Do you have it in the settings of the model (parameters)? I don't know what it is

if not in the settings, then it's bullshit.

 
Maxim Dmitrievsky:

in the settings of the model itself (parameters) is it? I dunno what it is

If it's not in the settings, then bullshit.

It is in the settings, at least for the command line

--feature-border-type

Thequantization mode for numerical features.

Possible values:
  • Median
  • Uniform
  • UniformAndQuantiles
  • MaxLogSum
  • MinEntropy
  • GreedyLogSum
Quantization - CatBoost. Documentation
  • catboost.ai
Mode How splits are chosen Combine the splits obtained in the following modes, after first halving the quantization size provided by the starting parameters for each of them: Maximize the value of the following expression inside each bucket: Minimize the value of the following expression inside each bucket: Maximize the greedy approximation of...
 
Aleksey Vyazmikin:

It is in the settings, at least for the command line

--feature-border-type

Thequantization mode for numerical features.

Possible values:
  • Median
  • Uniform
  • UniformAndQuantiles
  • MaxLogSum
  • MinEntropy
  • GreedyLogSum

Does it make a big difference? It should be within a percent

 
Aleksey Vyazmikin:

With a uniform distribution is clear - I would first create an array of unique values and use it to cut.

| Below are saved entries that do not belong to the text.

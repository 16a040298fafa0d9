//! Client configuration loaded from environment variables.
//!
//! # Environment Variables
//!
//! ## Optional
//! - `SANDBAR_API_BASE_URL` - Base URL of the catalog/checkout service
//!   (default: `http://127.0.0.1:8000`)
//! - `SANDBAR_API_VERSION` - API version, `v1` or `v2` (default: `v1`)
//! - `SANDBAR_SCENARIO` - Debug scenario tag sent as the `X-Scenario` header
//! - `SANDBAR_INJECT_LATENCY` - Add artificial delays before requests
//!   (default: false)
//! - `SENTRY_DSN` - Sentry error tracking DSN

use std::str::FromStr;
use std::sync::{Arc, PoisonError, RwLock};

use serde::{Deserialize, Serialize};
use thiserror::Error;

/// Configuration errors that can occur during loading or updates.
#[derive(Debug, Error)]
pub enum ConfigError {
    #[error("Invalid environment variable {0}: {1}")]
    InvalidEnvVar(String, String),
    #[error("Invalid base URL {url}: {source}")]
    InvalidBaseUrl {
        url: String,
        #[source]
        source: url::ParseError,
    },
}

/// Unknown API version string.
#[derive(Debug, Error, Clone)]
#[error("unknown API version: {0} (expected v1 or v2)")]
pub struct InvalidApiVersion(String);

/// Version of the remote API to talk to.
///
/// Both versions expose the same catalog and checkout operations under
/// different path prefixes; which one is used is configuration-driven,
/// never hardcoded.
#[derive(Debug, Clone, Copy, PartialEq, Eq, Default, Serialize, Deserialize)]
#[serde(rename_all = "lowercase")]
pub enum ApiVersion {
    #[default]
    V1,
    V2,
}

impl ApiVersion {
    /// The version segment as it appears in request paths.
    #[must_use]
    pub const fn as_str(self) -> &'static str {
        match self {
            Self::V1 => "v1",
            Self::V2 => "v2",
        }
    }

    /// Path of the catalog listing endpoint.
    #[must_use]
    pub fn catalog_path(self) -> String {
        format!("/api/{}/catalog", self.as_str())
    }

    /// Path of the checkout submission endpoint.
    #[must_use]
    pub fn checkout_path(self) -> String {
        format!("/api/{}/checkout", self.as_str())
    }
}

impl FromStr for ApiVersion {
    type Err = InvalidApiVersion;

    fn from_str(s: &str) -> Result<Self, Self::Err> {
        match s.trim().to_ascii_lowercase().as_str() {
            "v1" => Ok(Self::V1),
            "v2" => Ok(Self::V2),
            other => Err(InvalidApiVersion(other.to_owned())),
        }
    }
}

impl std::fmt::Display for ApiVersion {
    fn fmt(&self, f: &mut std::fmt::Formatter<'_>) -> std::fmt::Result {
        f.write_str(self.as_str())
    }
}

/// Client configuration.
///
/// Lifecycle: loaded at startup, may be changed at runtime through
/// [`Settings`], read on every API call.
#[derive(Debug, Clone)]
pub struct ClientConfig {
    /// Base URL of the catalog/checkout service, without a trailing slash.
    pub base_url: String,
    /// Which API version's paths to use.
    pub api_version: ApiVersion,
    /// Debug scenario tag sent as the `X-Scenario` header when set.
    pub scenario: Option<String>,
    /// Add artificial delays before requests (demo instrumentation only).
    pub inject_latency: bool,
    /// Sentry DSN for error tracking, consumed by the binary at startup.
    pub sentry_dsn: Option<String>,
}

impl ClientConfig {
    /// Default base URL pointing at a locally running backend.
    pub const DEFAULT_BASE_URL: &'static str = "http://127.0.0.1:8000";

    /// Load configuration from environment variables.
    ///
    /// Calls `dotenvy::dotenv()` to load from `.env` file if present.
    ///
    /// # Errors
    ///
    /// Returns `ConfigError` if the base URL does not parse or the API
    /// version is not `v1`/`v2`.
    pub fn from_env() -> Result<Self, ConfigError> {
        // Load .env file if present (ignore errors if not found)
        let _ = dotenvy::dotenv();

        let base_url = normalize_base_url(&get_env_or_default(
            "SANDBAR_API_BASE_URL",
            Self::DEFAULT_BASE_URL,
        ))?;
        let api_version = get_env_or_default("SANDBAR_API_VERSION", "v1")
            .parse::<ApiVersion>()
            .map_err(|e| {
                ConfigError::InvalidEnvVar("SANDBAR_API_VERSION".to_owned(), e.to_string())
            })?;
        let scenario = get_optional_env("SANDBAR_SCENARIO");
        let inject_latency = parse_bool(&get_env_or_default("SANDBAR_INJECT_LATENCY", "false"))
            .map_err(|e| {
                ConfigError::InvalidEnvVar("SANDBAR_INJECT_LATENCY".to_owned(), e)
            })?;
        let sentry_dsn = get_optional_env("SENTRY_DSN");

        Ok(Self {
            base_url,
            api_version,
            scenario,
            inject_latency,
            sentry_dsn,
        })
    }
}

impl Default for ClientConfig {
    fn default() -> Self {
        Self {
            base_url: Self::DEFAULT_BASE_URL.to_owned(),
            api_version: ApiVersion::default(),
            scenario: None,
            inject_latency: false,
            sentry_dsn: None,
        }
    }
}

/// Handle to the shared, runtime-mutable client configuration.
///
/// Cheaply cloneable; writers are the developer-settings surface, the
/// reader is [`crate::ApiClient`], which takes a fresh [`Settings::snapshot`]
/// at every call.
#[derive(Debug, Clone, Default)]
pub struct Settings {
    inner: Arc<RwLock<ClientConfig>>,
}

impl Settings {
    /// Wrap a configuration in a shared handle.
    #[must_use]
    pub fn new(config: ClientConfig) -> Self {
        Self {
            inner: Arc::new(RwLock::new(config)),
        }
    }

    /// Load from environment variables and wrap in a shared handle.
    ///
    /// # Errors
    ///
    /// Propagates [`ClientConfig::from_env`] errors.
    pub fn from_env() -> Result<Self, ConfigError> {
        Ok(Self::new(ClientConfig::from_env()?))
    }

    /// A copy of the current configuration.
    #[must_use]
    pub fn snapshot(&self) -> ClientConfig {
        self.read().clone()
    }

    /// Point the client at a different backend.
    ///
    /// # Errors
    ///
    /// Returns [`ConfigError::InvalidBaseUrl`] if `url` does not parse;
    /// the current value is kept in that case.
    pub fn set_base_url(&self, url: &str) -> Result<(), ConfigError> {
        let normalized = normalize_base_url(url)?;
        self.write().base_url = normalized;
        Ok(())
    }

    /// Switch the API version used for subsequent calls.
    pub fn set_api_version(&self, version: ApiVersion) {
        self.write().api_version = version;
    }

    /// Set or clear the debug scenario tag. Empty strings clear it.
    pub fn set_scenario(&self, scenario: Option<String>) {
        self.write().scenario = scenario.filter(|s| !s.is_empty());
    }

    /// Toggle artificial request latency.
    pub fn set_inject_latency(&self, on: bool) {
        self.write().inject_latency = on;
    }

    fn read(&self) -> std::sync::RwLockReadGuard<'_, ClientConfig> {
        self.inner.read().unwrap_or_else(PoisonError::into_inner)
    }

    fn write(&self) -> std::sync::RwLockWriteGuard<'_, ClientConfig> {
        self.inner.write().unwrap_or_else(PoisonError::into_inner)
    }
}

/// Validate a base URL and strip any trailing slash.
fn normalize_base_url(raw: &str) -> Result<String, ConfigError> {
    url::Url::parse(raw).map_err(|source| ConfigError::InvalidBaseUrl {
        url: raw.to_owned(),
        source,
    })?;
    Ok(raw.trim_end_matches('/').to_owned())
}

/// Get an optional environment variable; empty values count as unset.
fn get_optional_env(key: &str) -> Option<String> {
    std::env::var(key).ok().filter(|v| !v.is_empty())
}

/// Get an environment variable with a default value.
fn get_env_or_default(key: &str, default: &str) -> String {
    std::env::var(key).unwrap_or_else(|_| default.to_owned())
}

/// Parse a boolean environment value.
fn parse_bool(raw: &str) -> Result<bool, String> {
    match raw.trim().to_ascii_lowercase().as_str() {
        "true" | "1" | "yes" => Ok(true),
        "false" | "0" | "no" | "" => Ok(false),
        other => Err(format!("expected a boolean, got {other}")),
    }
}

#[cfg(test)]
#[allow(clippy::unwrap_used)]
mod tests {
    use super::*;

    #[test]
    fn test_api_version_paths() {
        assert_eq!(ApiVersion::V1.catalog_path(), "/api/v1/catalog");
        assert_eq!(ApiVersion::V2.catalog_path(), "/api/v2/catalog");
        assert_eq!(ApiVersion::V1.checkout_path(), "/api/v1/checkout");
        assert_eq!(ApiVersion::V2.checkout_path(), "/api/v2/checkout");
    }

    #[test]
    fn test_api_version_from_str() {
        assert_eq!("v1".parse::<ApiVersion>().unwrap(), ApiVersion::V1);
        assert_eq!("V2".parse::<ApiVersion>().unwrap(), ApiVersion::V2);
        assert!("v3".parse::<ApiVersion>().is_err());
    }

    #[test]
    fn test_normalize_base_url_strips_trailing_slash() {
        assert_eq!(
            normalize_base_url("http://127.0.0.1:8000/").unwrap(),
            "http://127.0.0.1:8000"
        );
    }

    #[test]
    fn test_normalize_base_url_rejects_garbage() {
        assert!(matches!(
            normalize_base_url("not a url"),
            Err(ConfigError::InvalidBaseUrl { .. })
        ));
    }

    #[test]
    fn test_parse_bool() {
        assert!(parse_bool("true").unwrap());
        assert!(parse_bool("1").unwrap());
        assert!(!parse_bool("false").unwrap());
        assert!(!parse_bool("0").unwrap());
        assert!(parse_bool("maybe").is_err());
    }

    #[test]
    fn test_settings_snapshot_sees_updates() {
        let settings = Settings::new(ClientConfig::default());
        assert_eq!(settings.snapshot().api_version, ApiVersion::V1);

        settings.set_api_version(ApiVersion::V2);
        settings.set_scenario(Some("black-friday".to_owned()));
        let snapshot = settings.snapshot();
        assert_eq!(snapshot.api_version, ApiVersion::V2);
        assert_eq!(snapshot.scenario.as_deref(), Some("black-friday"));
    }

    #[test]
    fn test_settings_empty_scenario_clears() {
        let settings = Settings::new(ClientConfig::default());
        settings.set_scenario(Some(String::new()));
        assert!(settings.snapshot().scenario.is_none());
    }

    #[test]
    fn test_settings_bad_base_url_keeps_current() {
        let settings = Settings::new(ClientConfig::default());
        assert!(settings.set_base_url("not a url").is_err());
        assert_eq!(settings.snapshot().base_url, ClientConfig::DEFAULT_BASE_URL);
    }
}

But there are other methods to divide the grid:

If you have unique values, it will be a mess. For example, a total of 100 strings of which 10 are unique, 2 of them by 45 strings and 8 by 1. Divided by 5 quanta, it's possible that only 5 by 1 will be chosen, and the 2 most representative (by 45) will be skipped.
 
Maxim Dmitrievsky:

And that makes a big difference? It should be within a percent difference.

Choosing the right partitioning makes a big difference.

Here's an example on Recall - up to 50% variation - for me that's significant.

Increasing the bounds from 16 to 512 in increments of 16 - though not in order on the histogram - my titles are a bit of a hindrance.


I am still experimenting with mesh selection, but it is already obvious that there are different predictors, for which I need different meshes, to observe the logic, and not only to fit.